::: EXERCISE MATERIALS :::

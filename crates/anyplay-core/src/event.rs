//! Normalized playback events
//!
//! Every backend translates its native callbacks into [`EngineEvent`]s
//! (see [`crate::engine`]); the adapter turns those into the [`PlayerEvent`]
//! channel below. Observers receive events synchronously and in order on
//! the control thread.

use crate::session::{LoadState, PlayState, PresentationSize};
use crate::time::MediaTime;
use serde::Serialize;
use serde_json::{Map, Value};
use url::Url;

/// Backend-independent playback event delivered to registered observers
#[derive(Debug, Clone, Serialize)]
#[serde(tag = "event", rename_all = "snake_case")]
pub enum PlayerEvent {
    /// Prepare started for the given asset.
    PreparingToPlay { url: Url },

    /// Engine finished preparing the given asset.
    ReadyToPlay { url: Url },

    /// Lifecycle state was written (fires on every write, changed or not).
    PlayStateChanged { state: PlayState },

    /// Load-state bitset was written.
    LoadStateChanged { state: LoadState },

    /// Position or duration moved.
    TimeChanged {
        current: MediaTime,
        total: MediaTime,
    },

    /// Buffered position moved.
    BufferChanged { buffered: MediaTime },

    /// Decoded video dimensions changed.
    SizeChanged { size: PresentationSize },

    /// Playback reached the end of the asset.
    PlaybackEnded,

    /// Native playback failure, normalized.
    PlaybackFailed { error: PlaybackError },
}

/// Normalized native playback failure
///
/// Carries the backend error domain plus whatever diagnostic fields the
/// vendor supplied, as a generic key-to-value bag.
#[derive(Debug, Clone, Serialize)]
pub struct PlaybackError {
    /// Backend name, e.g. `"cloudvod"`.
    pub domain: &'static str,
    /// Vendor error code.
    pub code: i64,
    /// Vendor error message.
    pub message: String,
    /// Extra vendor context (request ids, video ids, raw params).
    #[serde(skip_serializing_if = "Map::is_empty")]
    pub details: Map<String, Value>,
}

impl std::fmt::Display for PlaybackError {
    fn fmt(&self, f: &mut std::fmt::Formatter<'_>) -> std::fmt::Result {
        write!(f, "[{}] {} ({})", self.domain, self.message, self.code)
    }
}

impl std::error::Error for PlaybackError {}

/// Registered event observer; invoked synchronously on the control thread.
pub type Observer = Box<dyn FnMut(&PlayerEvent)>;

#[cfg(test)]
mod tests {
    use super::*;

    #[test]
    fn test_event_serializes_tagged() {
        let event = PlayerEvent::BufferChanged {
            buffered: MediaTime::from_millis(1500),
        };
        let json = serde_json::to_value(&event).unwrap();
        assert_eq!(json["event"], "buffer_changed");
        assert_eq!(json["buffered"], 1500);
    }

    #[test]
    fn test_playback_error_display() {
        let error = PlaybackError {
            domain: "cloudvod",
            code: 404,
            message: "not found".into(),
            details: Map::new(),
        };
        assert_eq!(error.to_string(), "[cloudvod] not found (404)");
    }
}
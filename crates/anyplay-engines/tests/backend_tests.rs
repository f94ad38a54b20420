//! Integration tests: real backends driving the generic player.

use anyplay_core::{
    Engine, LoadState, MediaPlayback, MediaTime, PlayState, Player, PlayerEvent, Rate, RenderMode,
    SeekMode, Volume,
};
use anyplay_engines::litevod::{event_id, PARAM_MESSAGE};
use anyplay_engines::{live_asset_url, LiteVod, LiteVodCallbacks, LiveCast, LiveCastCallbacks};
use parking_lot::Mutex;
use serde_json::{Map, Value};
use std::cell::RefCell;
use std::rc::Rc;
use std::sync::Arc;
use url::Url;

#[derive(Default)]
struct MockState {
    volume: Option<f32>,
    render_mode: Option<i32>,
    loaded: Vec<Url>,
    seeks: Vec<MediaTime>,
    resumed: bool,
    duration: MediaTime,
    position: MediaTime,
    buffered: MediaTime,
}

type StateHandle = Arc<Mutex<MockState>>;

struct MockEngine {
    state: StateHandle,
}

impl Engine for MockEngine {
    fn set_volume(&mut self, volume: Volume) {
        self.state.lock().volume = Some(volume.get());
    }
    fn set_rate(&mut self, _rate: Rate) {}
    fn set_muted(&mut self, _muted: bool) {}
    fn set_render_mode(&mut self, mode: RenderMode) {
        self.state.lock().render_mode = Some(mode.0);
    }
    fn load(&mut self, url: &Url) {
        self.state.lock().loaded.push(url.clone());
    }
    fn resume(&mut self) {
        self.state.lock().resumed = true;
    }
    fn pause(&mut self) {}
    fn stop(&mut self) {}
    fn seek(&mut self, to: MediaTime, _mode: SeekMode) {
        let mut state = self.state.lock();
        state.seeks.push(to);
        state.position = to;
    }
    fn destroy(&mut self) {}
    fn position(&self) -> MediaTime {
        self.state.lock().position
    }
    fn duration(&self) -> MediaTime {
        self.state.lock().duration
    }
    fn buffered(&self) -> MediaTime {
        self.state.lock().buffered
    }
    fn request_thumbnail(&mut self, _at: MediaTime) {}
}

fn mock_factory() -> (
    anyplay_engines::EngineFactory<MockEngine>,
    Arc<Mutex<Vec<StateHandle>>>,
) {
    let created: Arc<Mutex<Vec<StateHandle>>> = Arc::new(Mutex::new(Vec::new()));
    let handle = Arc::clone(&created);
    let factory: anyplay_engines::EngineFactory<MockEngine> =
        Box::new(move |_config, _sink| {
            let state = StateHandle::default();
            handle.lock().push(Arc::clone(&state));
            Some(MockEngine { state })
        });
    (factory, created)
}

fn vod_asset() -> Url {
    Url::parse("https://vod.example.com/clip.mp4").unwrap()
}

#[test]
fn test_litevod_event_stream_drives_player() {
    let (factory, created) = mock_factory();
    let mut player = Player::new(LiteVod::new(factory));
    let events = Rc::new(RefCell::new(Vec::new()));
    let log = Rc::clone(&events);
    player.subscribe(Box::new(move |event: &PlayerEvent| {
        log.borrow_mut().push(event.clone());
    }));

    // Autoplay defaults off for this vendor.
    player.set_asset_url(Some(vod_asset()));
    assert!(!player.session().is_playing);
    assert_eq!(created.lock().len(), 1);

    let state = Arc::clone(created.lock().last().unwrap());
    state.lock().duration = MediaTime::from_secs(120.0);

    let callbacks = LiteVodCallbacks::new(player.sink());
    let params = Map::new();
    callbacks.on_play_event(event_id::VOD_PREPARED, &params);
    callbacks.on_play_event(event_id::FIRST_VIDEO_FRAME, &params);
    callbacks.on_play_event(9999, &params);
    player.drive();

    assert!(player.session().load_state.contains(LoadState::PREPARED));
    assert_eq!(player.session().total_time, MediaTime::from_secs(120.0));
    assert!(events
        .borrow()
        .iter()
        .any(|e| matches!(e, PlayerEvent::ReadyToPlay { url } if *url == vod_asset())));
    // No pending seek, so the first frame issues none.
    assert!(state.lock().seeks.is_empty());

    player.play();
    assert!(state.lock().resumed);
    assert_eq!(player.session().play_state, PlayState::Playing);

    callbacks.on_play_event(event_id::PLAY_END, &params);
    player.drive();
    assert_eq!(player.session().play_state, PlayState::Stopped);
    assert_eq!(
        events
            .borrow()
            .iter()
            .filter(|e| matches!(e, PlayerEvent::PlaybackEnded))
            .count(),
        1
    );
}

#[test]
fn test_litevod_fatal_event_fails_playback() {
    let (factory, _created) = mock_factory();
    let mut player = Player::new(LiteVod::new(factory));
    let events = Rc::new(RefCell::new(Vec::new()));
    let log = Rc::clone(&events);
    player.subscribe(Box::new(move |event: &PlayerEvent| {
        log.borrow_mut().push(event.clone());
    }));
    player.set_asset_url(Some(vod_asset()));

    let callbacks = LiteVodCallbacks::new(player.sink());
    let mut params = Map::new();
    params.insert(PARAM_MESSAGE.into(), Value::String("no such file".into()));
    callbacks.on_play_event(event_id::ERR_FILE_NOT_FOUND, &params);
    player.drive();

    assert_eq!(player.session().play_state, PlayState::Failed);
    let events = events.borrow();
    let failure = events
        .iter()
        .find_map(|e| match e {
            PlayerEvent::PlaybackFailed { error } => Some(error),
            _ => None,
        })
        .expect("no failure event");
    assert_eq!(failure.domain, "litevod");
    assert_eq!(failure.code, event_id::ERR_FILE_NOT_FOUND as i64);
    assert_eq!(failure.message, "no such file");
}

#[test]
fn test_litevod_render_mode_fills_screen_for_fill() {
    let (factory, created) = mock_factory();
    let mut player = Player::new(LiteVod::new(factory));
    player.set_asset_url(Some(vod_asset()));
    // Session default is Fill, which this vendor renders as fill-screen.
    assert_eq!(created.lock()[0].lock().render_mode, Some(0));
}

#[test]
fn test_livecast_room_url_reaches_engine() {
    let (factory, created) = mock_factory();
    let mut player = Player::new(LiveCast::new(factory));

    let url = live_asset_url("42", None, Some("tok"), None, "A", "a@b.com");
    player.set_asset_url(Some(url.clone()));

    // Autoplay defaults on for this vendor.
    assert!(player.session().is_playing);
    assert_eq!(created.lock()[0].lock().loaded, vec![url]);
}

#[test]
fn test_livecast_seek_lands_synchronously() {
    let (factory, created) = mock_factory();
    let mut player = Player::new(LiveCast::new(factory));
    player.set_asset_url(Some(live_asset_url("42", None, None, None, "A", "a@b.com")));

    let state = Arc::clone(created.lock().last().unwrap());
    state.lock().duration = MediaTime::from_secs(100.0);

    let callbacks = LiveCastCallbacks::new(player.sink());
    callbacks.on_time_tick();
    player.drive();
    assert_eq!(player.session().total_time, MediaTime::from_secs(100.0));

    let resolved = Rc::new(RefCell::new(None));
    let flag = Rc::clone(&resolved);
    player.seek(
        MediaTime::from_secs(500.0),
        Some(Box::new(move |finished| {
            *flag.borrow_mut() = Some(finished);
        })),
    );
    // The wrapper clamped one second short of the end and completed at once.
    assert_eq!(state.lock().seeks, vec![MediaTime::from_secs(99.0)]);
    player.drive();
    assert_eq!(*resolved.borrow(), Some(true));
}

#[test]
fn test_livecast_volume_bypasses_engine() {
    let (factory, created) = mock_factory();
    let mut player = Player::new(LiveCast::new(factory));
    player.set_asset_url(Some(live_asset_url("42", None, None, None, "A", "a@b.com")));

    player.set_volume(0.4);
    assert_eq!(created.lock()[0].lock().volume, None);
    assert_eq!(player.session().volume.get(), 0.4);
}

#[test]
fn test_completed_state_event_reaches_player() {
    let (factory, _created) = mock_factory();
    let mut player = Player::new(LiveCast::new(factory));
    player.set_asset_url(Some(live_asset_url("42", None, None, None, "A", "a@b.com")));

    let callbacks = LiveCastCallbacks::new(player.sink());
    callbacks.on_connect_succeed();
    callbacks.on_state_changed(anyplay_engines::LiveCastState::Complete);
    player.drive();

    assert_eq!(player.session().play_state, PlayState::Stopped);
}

:::

Throughout the records above, find the lines in which the word "resolved" appears and return them.

    let resolved = Rc::new(RefCell::new(None));
    let flag = Rc::clone(&resolved);
    assert_eq!(*resolved.borrow(), Some(true));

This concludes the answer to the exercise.